Both libraries support offsets: fixed terms added to the linear predictor before converting \(\eta\) to response-scale fitted values.

statsmodels:

result = sm.GLM(
    y,
    X,
    family=sm.families.Poisson(),
    offset=np.log(exposure),
).fit()

glmax:

fitted = glmax.fit(glmax.Poisson(), X, y, offset=jnp.log(exposure))

For Poisson and Negative Binomial models with a log link, offset=log(exposure) models expected counts:

\[ \mu = \exp(X\beta + \log(\mathrm{exposure})) = \mathrm{exposure} \cdot \exp(X\beta). \]

glmax.predict(...) returns expected counts for the supplied exposure. Divide by exposure to get rates.

Do not pass raw exposure as offset

statsmodels has some model APIs that distinguish offset= from exposure=. glmax keeps one primitive: offset. For exposure workflows, pass jnp.log(exposure).

Robust (sandwich) standard errors¤

statsmodels:

result = sm.Poisson(y, X).fit(cov_type="HC3")

glmax:

result = glmax.infer(fitted, stderr=glmax.HuberError())

Residuals¤

statsmodels:

result.resid_pearson    # Pearson residuals
result.resid_deviance   # deviance residuals

glmax:

pearson  = glmax.check(fitted, diagnostic=glmax.PearsonResidual())
deviance = glmax.check(fitted, diagnostic=glmax.DevianceResidual())
quantile = glmax.check(fitted, diagnostic=glmax.QuantileResidual())

Quantile residuals are also available — they're randomised probability integral transform residuals and are especially useful for discrete families like Poisson and Binomial, where Pearson and deviance residuals don't follow a clean reference distribution.
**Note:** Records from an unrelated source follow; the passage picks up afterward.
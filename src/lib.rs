//! dispatch-sweep - Synthetic Dynamic-Dispatch Benchmarks for Verifiers
//!
//! Generates parameterized programs with a single polymorphic call site in
//! a loop, runs external verification tools on them, and records how long
//! each tool takes as the iteration count and the number of dispatch
//! targets grow. Every generated program carries one planted assertion
//! failure on its last iteration; a tool that does not report it stops the
//! sweep.
//!
//! # Architecture
//!
//! ```text
//! ┌──────────────────────────────────────────────────────────────┐
//! │                        DISPATCH-SWEEP                        │
//! ├──────────────────────────────────────────────────────────────┤
//! │  SweepGrid  →  Synthesizer  →  ToolSpec / Runner  →  Results │
//! │  (i, funs)     IR → check →    launch, time,         CSV +   │
//! │                render          match marker          logs    │
//! └──────────────────────────────────────────────────────────────┘
//! ```
//!
//! # Quick Start
//!
//! ```rust,no_run
//! use dispatch_sweep::prelude::*;
//!
//! let grid = SweepGrid::from_bounds(10, Some(30), 10, 2, Some(4), 1)?;
//! let dir = ResultsDirectory::at("bench-out")?;
//! let sweep = Sweep::with_process_runner(SweepConfig::new(grid), ToolRegistry::builtin());
//! let summary = sweep.run(&dir)?;
//! println!("{} rows in {}", summary.invocations, summary.results.display());
//! # Ok::<(), dispatch_sweep::Error>(())
//! ```
//!
//! # Modules
//!
//! - [`generator`] - Program synthesis (structured form, checks, rendering)
//! - [`tool`] - Verification tool specs and subprocess runner
//! - [`sweep`] - Grid enumeration and orchestration
//! - [`results`] - Results directory and CSV table

#![forbid(unsafe_code)]

pub mod error;
pub mod generator;
pub mod results;
pub mod sweep;
pub mod tool;

pub use error::{Error, Result};

/// Prelude module for convenient imports
pub mod prelude {
    pub use crate::generator::{
        synthesize, DispatchStyle, GenerationParameters, SyntheticProgram, Synthesizer,
        TriggerRule,
    };
    pub use crate::results::{ResultRow, ResultsDirectory, ResultsTable, ToolInvocationResult};
    pub use crate::sweep::{ParamRange, Sweep, SweepConfig, SweepGrid, SweepSummary};
    pub use crate::tool::{ProcessRunner, ToolInvocation, ToolRegistry, ToolRunner, ToolSpec};
    pub use crate::{Error, Result};
}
Goodness-of-fit statistics¤

statsmodels:

result.deviance          # residual deviance
result.pearson_chi2      # Pearson χ²
result.aic               # AIC

glmax:

gof = glmax.check(fitted, diagnostic=glmax.GoodnessOfFit())
gof.deviance       # residual deviance
gof.pearson_chi2   # Pearson χ²
gof.aic            # AIC

What glmax doesn't have (yet)¤

A few things statsmodels provides that glmax doesn't yet support:

.summary() formatted tables — inference results are structured arrays, not formatted text. Use result.params.beta, result.se, etc. directly.
Dispersion inference — standard errors on the dispersion parameter for Gaussian and Gamma are on the roadmap.
Weights — observation weights are not part of the core grammar yet.

What glmax adds¤

Beyond the API differences, glmax is built on JAX, which gives you:

Batched fitting — fit the same model to hundreds of response vectors simultaneously with eqx.filter_vmap.
Gradients through fit — jax.grad and jax.jvp work through the fit itself via an Implicit Function Theorem-based custom derivative rule.
JIT compilation — all verbs compile on first call and run fast on CPU, GPU, or TPU thereafter.

See JAX Transformations for examples.